EXERCISE DETAILS >>
From the listing below, set down exactly the lines between the one holding "content hash of" and the one holding "use crate::actor::Actor;", inclusive. No other line is wanted.
(EXTRACTED INFORMATION)
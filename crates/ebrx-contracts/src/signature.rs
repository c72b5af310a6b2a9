//! Electronic signature types (Part 11 subpart C).
//!
//! A signature binds a signer, a declared meaning, and the content hash of
//! the exact record version being signed. Mutating the record afterwards
//! invalidates the signature — verification fails, it does not warn.

use chrono::{DateTime, Utc};
use serde::{Deserialize, Serialize};

use crate::actor::Actor;

/// Unique identifier for an issued electronic signature.
#[derive(Debug, Clone, Copy, PartialEq, Eq, Hash, Serialize, Deserialize)]
pub struct SignatureId(pub uuid::Uuid);

impl SignatureId {
    pub fn new() -> Self {
        Self(uuid::Uuid::new_v4())
    }
}

impl Default for SignatureId {
    fn default() -> Self {
        Self::new()
    }
}

impl std::fmt::Display for SignatureId {
    fn fmt(&self, f: &mut std::fmt::Formatter<'_>) -> std::fmt::Result {
        self.0.fmt(f)
    }
}

/// The declared intent of a signature.
///
/// A closed set: the signing policy grants each role a subset of these, and
/// a signature's meaning can never be reinterpreted after issuance.
#[derive(
    Debug, Clone, Copy, PartialEq, Eq, PartialOrd, Ord, Hash, Serialize, Deserialize,
)]
#[serde(rename_all = "kebab-case")]
pub enum SigningMeaning {
    /// "I performed this step."
    Performed,
    /// "I reviewed this record." Used for the QC review gate.
    Reviewed,
    /// General approval of an intermediate record.
    Approved,
    /// QA batch release approval — the final disposition gate.
    ReleaseApproval,
    /// QA batch rejection.
    Rejection,
    /// Sign-off closing a deviation.
    DeviationClosure,
}

impl SigningMeaning {
    /// Meanings that represent a disposition decision must carry a written
    /// justification at signing time.
    pub fn requires_reason(self) -> bool {
        matches!(
            self,
            Self::ReleaseApproval | Self::Rejection | Self::DeviationClosure
        )
    }

    /// The kebab-case wire name, as used in signing-policy rules.
    pub fn as_str(self) -> &'static str {
        match self {
            Self::Performed => "performed",
            Self::Reviewed => "reviewed",
            Self::Approved => "approved",
            Self::ReleaseApproval => "release-approval",
            Self::Rejection => "rejection",
            Self::DeviationClosure => "deviation-closure",
        }
    }
}

impl std::fmt::Display for SigningMeaning {
    fn fmt(&self, f: &mut std::fmt::Formatter<'_>) -> std::fmt::Result {
        f.write_str(self.as_str())
    }
}

/// An issued electronic signature. Immutable once returned.
#[derive(Debug, Clone, PartialEq, Serialize, Deserialize)]
pub struct ElectronicSignature {
    pub signature_id: SignatureId,
    /// The record this signature applies to (batch id or deviation id).
    pub record_id: String,
    pub signer: Actor,
    pub meaning: SigningMeaning,
    /// Justification given at signing time. May be empty for meanings that
    /// do not require one.
    pub reason: String,
    pub signed_at: DateTime<Utc>,
    /// SHA-256 hex of the exact record content that was signed.
    pub content_hash: String,
    /// Hex-encoded Ed25519 signature over the canonical signing digest.
    pub signature_value: String,
}

/// A request to issue an electronic signature.
#[derive(Debug, Clone)]
pub struct SignatureRequest {
    pub record_id: String,
    /// The content hash the caller believes is current. Signing fails if the
    /// record has moved on — stale content is never signed.
    pub content_hash: String,
    pub signer: Actor,
    pub meaning: SigningMeaning,
    pub reason: String,
    /// Re-entered credential token. Identity is verified upstream; Part 11
    /// still requires credential re-entry at the moment of signing, so an
    /// empty token is rejected.
    pub credential: String,
}
//! The committed audit event type.
//!
//! `AuditEvent` is a single entry in the hash chain: a validated draft plus
//! the server-assigned sequence number, timestamp, retention horizon, and
//! the SHA-256 hashes that make tampering detectable. Events are created
//! once by the ledger on append and never mutated or deleted.

use chrono::{DateTime, Utc};
use serde::{Deserialize, Serialize};

use ebrx_contracts::{
    actor::Actor,
    audit::{ActionKind, EntityType, Severity, Snapshot},
};

/// A single committed entry in the audit hash chain.
///
/// Each event commits to the previous event via `prev_hash`, forming an
/// append-only chain. Modifying any field — including the snapshots —
/// invalidates `this_hash` and every subsequent `prev_hash`, which
/// `verify_chain` detects at exactly the first modified index.
#[derive(Debug, Clone, PartialEq, Serialize, Deserialize)]
pub struct AuditEvent {
    /// Monotonically increasing, gapless position in the chain, from 0.
    pub sequence: u64,

    /// Server wall clock at the moment of append (UTC). Never supplied by
    /// the caller.
    pub timestamp: DateTime<Utc>,

    pub actor: Actor,
    pub action: ActionKind,
    pub entity_type: EntityType,
    pub entity_id: String,
    pub old_value: Option<Snapshot>,
    pub new_value: Option<Snapshot>,
    pub reason: Option<String>,
    pub severity: Severity,

    /// Regulatory retention horizon assigned from the ledger configuration.
    pub retention_until: DateTime<Utc>,

    /// SHA-256 hash (hex) of the previous event, or `GENESIS_HASH` for the
    /// first event.
    pub prev_hash: String,

    /// SHA-256 hash (hex) of this event's canonical content.
    ///
    /// Computed by `chain::hash_event()` over (sequence, prev_hash,
    /// canonical JSON of the remaining fields).
    pub this_hash: String,
}

impl AuditEvent {
    /// The sentinel `prev_hash` used for the first event in every chain.
    ///
    /// 64 hex zeros — a value that can never be the SHA-256 of real data,
    /// making genesis detection unambiguous.
    pub const GENESIS_HASH: &'static str =
        "0000000000000000000000000000000000000000000000000000000000000000";
}
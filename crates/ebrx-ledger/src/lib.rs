//! # ebrx-ledger
//!
//! Immutable, append-only, SHA-256 hash-chained audit ledger — the integrity
//! root of the EBRX compliance core.
//!
//! ## Overview
//!
//! Every accepted domain action in the system resolves to one or more
//! `AuditEvent`s appended here. Each event links to the previous event via
//! its SHA-256 hash; tampering with any committed byte breaks the chain and
//! is detected by `verify_range` at exactly the altered index, after which
//! the ledger refuses further appends until the hold is cleared by an
//! explicit, itself-audited administrative action.
//!
//! ## Usage
//!
//! ```rust,ignore
//! use ebrx_ledger::{AuditLedger, LedgerConfig, EventFilter};
//!
//! let ledger = AuditLedger::new(LedgerConfig::default());
//! let event = ledger.append(draft)?;
//! ledger.verify()?;
//! let trail = ledger.entity_trail(EntityType::Batch, "B-100");
//! ```

pub mod chain;
pub mod event;
pub mod ledger;

pub use chain::{content_hash, hash_event, verify_chain, ChainViolation};
pub use event::AuditEvent;
pub use ledger::{AuditLedger, EventFilter, LedgerConfig};

// ── Tests ─────────────────────────────────────────────────────────────────────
(End EXTRACTED INFORMATION)
EXERCISE RESULT >>
//! A signature binds a signer, a declared meaning, and the content hash of
//! the exact record version being signed. Mutating the record afterwards
//! invalidates the signature — verification fails, it does not warn.

use chrono::{DateTime, Utc};
use serde::{Deserialize, Serialize};

use crate::actor::Actor;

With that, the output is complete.